▶ WORK ITEM: The lines below should be written out again in full, exactly as they are.
#### DATA EXTRACT ####
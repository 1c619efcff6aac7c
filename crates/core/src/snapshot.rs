use crate::types::{CardId, Phase, SessionSummary, Status, Symbol};

/// Renderable view of one card.
#[derive(Debug, Clone, Copy, PartialEq, Eq, Hash)]
pub struct CardView {
    pub id: CardId,
    pub value: Symbol,
    pub face_up: bool,
    pub matched: bool,
}

/// Everything a renderer needs, detached from the engine.
#[derive(Debug, Clone, PartialEq, Eq, Default)]
pub struct SessionSnapshot {
    pub phase: Phase,
    pub session_id: u32,
    pub player_label: String,
    pub difficulty: Option<&'static str>,
    pub columns: u8,
    pub rows: u8,
    /// Board order, row-major.
    pub cards: Vec<CardView>,
    pub status: Status,
    /// Most recent first.
    pub history: Vec<SessionSummary>,
}

impl SessionSnapshot {
    pub fn clear(&mut self) {
        self.phase = Phase::Idle;
        self.session_id = 0;
        self.player_label.clear();
        self.difficulty = None;
        self.columns = 0;
        self.rows = 0;
        self.cards.clear();
        self.status = Status::default();
        self.history.clear();
    }

    /// Card at a grid position, if the board has one there.
    pub fn card_at(&self, column: u8, row: u8) -> Option<&CardView> {
        if column >= self.columns || row >= self.rows {
            return None;
        }
        let idx = row as usize * self.columns as usize + column as usize;
        self.cards.get(idx)
    }
}

#[cfg(test)]
mod tests {
    use super::*;

    fn card(id: u32) -> CardView {
        CardView {
            id: CardId(id),
            value: Symbol('x'),
            face_up: false,
            matched: false,
        }
    }

    #[test]
    fn card_at_is_row_major() {
        let snap = SessionSnapshot {
            columns: 3,
            rows: 2,
            cards: (1..=6).map(card).collect(),
            ..Default::default()
        };
        assert_eq!(snap.card_at(0, 0).map(|c| c.id), Some(CardId(1)));
        assert_eq!(snap.card_at(2, 0).map(|c| c.id), Some(CardId(3)));
        assert_eq!(snap.card_at(0, 1).map(|c| c.id), Some(CardId(4)));
        assert!(snap.card_at(3, 0).is_none());
        assert!(snap.card_at(0, 2).is_none());
    }

    #[test]
    fn clear_resets_everything() {
        let mut snap = SessionSnapshot {
            phase: Phase::Running,
            player_label: "Ann".into(),
            columns: 2,
            rows: 1,
            cards: vec![card(1), card(2)],
            ..Default::default()
        };
        snap.clear();
        assert_eq!(snap, SessionSnapshot::default());
    }
}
####
▶ WORKED SOLUTION:
repository 1c619efcff6aac7c
filename crates/core/src/snapshot.rs
use crate::types::{CardId, Phase, SessionSummary, Status, Symbol};

/// Renderable view of one card.
#[derive(Debug, Clone, Copy, PartialEq, Eq, Hash)]
pub struct CardView {
    pub id: CardId,
    pub value: Symbol,
    pub face_up: bool,
    pub matched: bool,
}

/// Everything a renderer needs, detached from the engine.
#[derive(Debug, Clone, PartialEq, Eq, Default)]
pub struct SessionSnapshot {
    pub phase: Phase,
    pub session_id: u32,
    pub player_label: String,
    pub difficulty: Option<&'static str>,
    pub columns: u8,
    pub rows: u8,
    /// Board order, row-major.
    pub cards: Vec<CardView>,
    pub status: Status,
    /// Most recent first.
    pub history: Vec<SessionSummary>,
}

impl SessionSnapshot {
    pub fn clear(&mut self) {
        self.phase = Phase::Idle;
        self.session_id = 0;
        self.player_label.clear();
        self.difficulty = None;
        self.columns = 0;
        self.rows = 0;
        self.cards.clear();
        self.status = Status::default();
        self.history.clear();
    }

    /// Card at a grid position, if the board has one there.
    pub fn card_at(&self, column: u8, row: u8) -> Option<&CardView> {
        if column >= self.columns || row >= self.rows {
            return None;
        }
        let idx = row as usize * self.columns as usize + column as usize;
        self.cards.get(idx)
    }
}

#[cfg(test)]
mod tests {
    use super::*;

    fn card(id: u32) -> CardView {
        CardView {
            id: CardId(id),
            value: Symbol('x'),
            face_up: false,
            matched: false,
        }
    }

    #[test]
    fn card_at_is_row_major() {
        let snap = SessionSnapshot {
            columns: 3,
            rows: 2,
            cards: (1..=6).map(card).collect(),
            ..Default::default()
        };
        assert_eq!(snap.card_at(0, 0).map(|c| c.id), Some(CardId(1)));
        assert_eq!(snap.card_at(2, 0).map(|c| c.id), Some(CardId(3)));
        assert_eq!(snap.card_at(0, 1).map(|c| c.id), Some(CardId(4)));
        assert!(snap.card_at(3, 0).is_none());
        assert!(snap.card_at(0, 2).is_none());
    }

    #[test]
    fn clear_resets_everything() {
        let mut snap = SessionSnapshot {
            phase: Phase::Running,
            player_label: "Ann".into(),
            columns: 2,
            rows: 1,
            cards: vec![card(1), card(2)],
            ..Default::default()
        };
        snap.clear();
        assert_eq!(snap, SessionSnapshot::default());
    }
}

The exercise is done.